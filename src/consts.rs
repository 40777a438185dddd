//! Assorted constants & hard-coded configuration
use ratatui::style::{Color, Modifier, Style};
use std::time::Duration;

/// Time between movements of the snake at the start of a normal session
pub(crate) const BASE_TICK_PERIOD: Duration = Duration::from_millis(150);

/// Time between movements of the snake at the start of a hardcore session
pub(crate) const HARDCORE_TICK_PERIOD: Duration = Duration::from_millis(130);

/// The tick period can never be shortened below this by a speed-up bonus
pub(crate) const MIN_TICK_PERIOD: Duration = Duration::from_millis(30);

/// How much a speed bonus changes the tick period in a normal session
pub(crate) const SPEED_BONUS_STEP: Duration = Duration::from_millis(160);

/// How much a speed bonus changes the tick period in a hardcore session
pub(crate) const HARDCORE_SPEED_BONUS_STEP: Duration = Duration::from_millis(200);

/// In Survival mode, the tick period is shortened every this many ticks
pub(crate) const SURVIVAL_RAMP_TICKS: u32 = 20;

/// How much the tick period is shortened by Survival's speed ramp
pub(crate) const SURVIVAL_RAMP_STEP: Duration = Duration::from_millis(2);

/// Survival's speed ramp stops once the tick period reaches this
pub(crate) const SURVIVAL_MIN_TICK_PERIOD: Duration = Duration::from_millis(50);

/// Width & height of the field on level 1
pub(crate) const BASE_FIELD_SIZE: u16 = 20;

/// Snake length at the start of a Survival or Hardcore session
pub(crate) const INITIAL_SNAKE_LENGTH: u32 = 3;

/// Score needed per level in Classic mode; level `L` is completed at
/// `L * POINTS_PER_LEVEL`
pub(crate) const POINTS_PER_LEVEL: u32 = 50;

/// Points for a piece of food in a normal session
pub(crate) const FOOD_POINTS: u32 = 10;

/// Points for a piece of food in a hardcore session
pub(crate) const HARDCORE_FOOD_POINTS: u32 = 20;

/// Points for an [`ExtraPoints`][crate::game::BonusType::ExtraPoints] bonus
/// in a normal session
pub(crate) const EXTRA_POINTS: u32 = 50;

/// Points for an [`ExtraPoints`][crate::game::BonusType::ExtraPoints] bonus
/// in a hardcore session
pub(crate) const HARDCORE_EXTRA_POINTS: u32 = 100;

/// Upper limit on the number of food items on the field at once
pub(crate) const MAX_FOOD: u32 = 5;

/// Bonus cooldowns & lifetimes are drawn from this range of ticks
pub(crate) const BONUS_TICKS_MIN: u32 = 50;

/// Exclusive upper end of the bonus cooldown & lifetime range
pub(crate) const BONUS_TICKS_MAX: u32 = 100;

/// Once the cooldown has elapsed, a bonus appears on any given tick with
/// probability `BONUS_CHANCE_PERCENT / 100`
pub(crate) const BONUS_CHANCE_PERCENT: u32 = 5;

/// Number of walls on level 1 of a normal session with walls
pub(crate) const MIN_WALLS: u32 = 4;

/// Number of walls from level 11 onwards in a normal session with walls
pub(crate) const MAX_WALLS: u32 = 15;

/// Number of walls on every level of a hardcore session
pub(crate) const HARDCORE_WALLS: u32 = 40;

/// No walls are placed within this many cells of the snake's head
pub(crate) const SAFE_ZONE_RADIUS: i32 = 5;

/// Safe zone radius for a hardcore session
pub(crate) const HARDCORE_SAFE_ZONE_RADIUS: i32 = 2;

/// How many random cells are tried for a single wall before giving up on it
pub(crate) const WALL_PLACEMENT_ATTEMPTS: u32 = 100;

/// Glyph for the snake's head when it is moving up
pub(crate) const SNAKE_HEAD_UP_SYMBOL: char = 'v';

/// Glyph for the snake's head when it is moving down
pub(crate) const SNAKE_HEAD_DOWN_SYMBOL: char = '^';

/// Glyph for the snake's head when it is moving right
pub(crate) const SNAKE_HEAD_RIGHT_SYMBOL: char = '<';

/// Glyph for the snake's head when it is moving left
pub(crate) const SNAKE_HEAD_LEFT_SYMBOL: char = '>';

/// Glyph for the parts of the snake's body
pub(crate) const SNAKE_BODY_SYMBOL: char = '⚬';

pub(crate) const FOOD_SYMBOL: char = '●';

pub(crate) const WALL_SYMBOL: char = '█';

pub(crate) const SPEED_UP_SYMBOL: char = '»';

pub(crate) const SLOW_DOWN_SYMBOL: char = '«';

pub(crate) const EXTRA_POINTS_SYMBOL: char = '$';

/// Glyph for the snake's head when it's collided with something
pub(crate) const COLLISION_SYMBOL: char = '×';

/// Style for the snake's head and body
pub(crate) const SNAKE_STYLE: Style = Style::new().fg(Color::Green).add_modifier(Modifier::BOLD);

pub(crate) const FOOD_STYLE: Style = Style::new().fg(Color::LightRed);

pub(crate) const WALL_STYLE: Style = Style::new().fg(Color::Gray);

pub(crate) const BONUS_STYLE: Style = Style::new()
    .fg(Color::LightYellow)
    .add_modifier(Modifier::BOLD);

/// Style for [`COLLISION_SYMBOL`]
pub(crate) const COLLISION_STYLE: Style = Style::new()
    .fg(Color::LightRed)
    .add_modifier(Modifier::REVERSED);

/// Style for key codes shown in the interface
pub(crate) const KEY_STYLE: Style = Style::new().fg(Color::Yellow);

/// Style for the status bar at the top of the game screen
pub(crate) const STATUS_BAR_STYLE: Style = Style::new().add_modifier(Modifier::REVERSED);

/// Style for the currently-selected menu item
pub(crate) const MENU_SELECTION_STYLE: Style = Style::new().add_modifier(Modifier::UNDERLINED);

▶ **Directions**: Copy out the lines above exactly, beginning at the one that contains "field at once" and ending at the one that contains "cooldown & lifetime range".

▶ **Response below**:
/// Upper limit on the number of food items on the field at once
pub(crate) const MAX_FOOD: u32 = 5;

/// Bonus cooldowns & lifetimes are drawn from this range of ticks
pub(crate) const BONUS_TICKS_MIN: u32 = 50;

/// Exclusive upper end of the bonus cooldown & lifetime range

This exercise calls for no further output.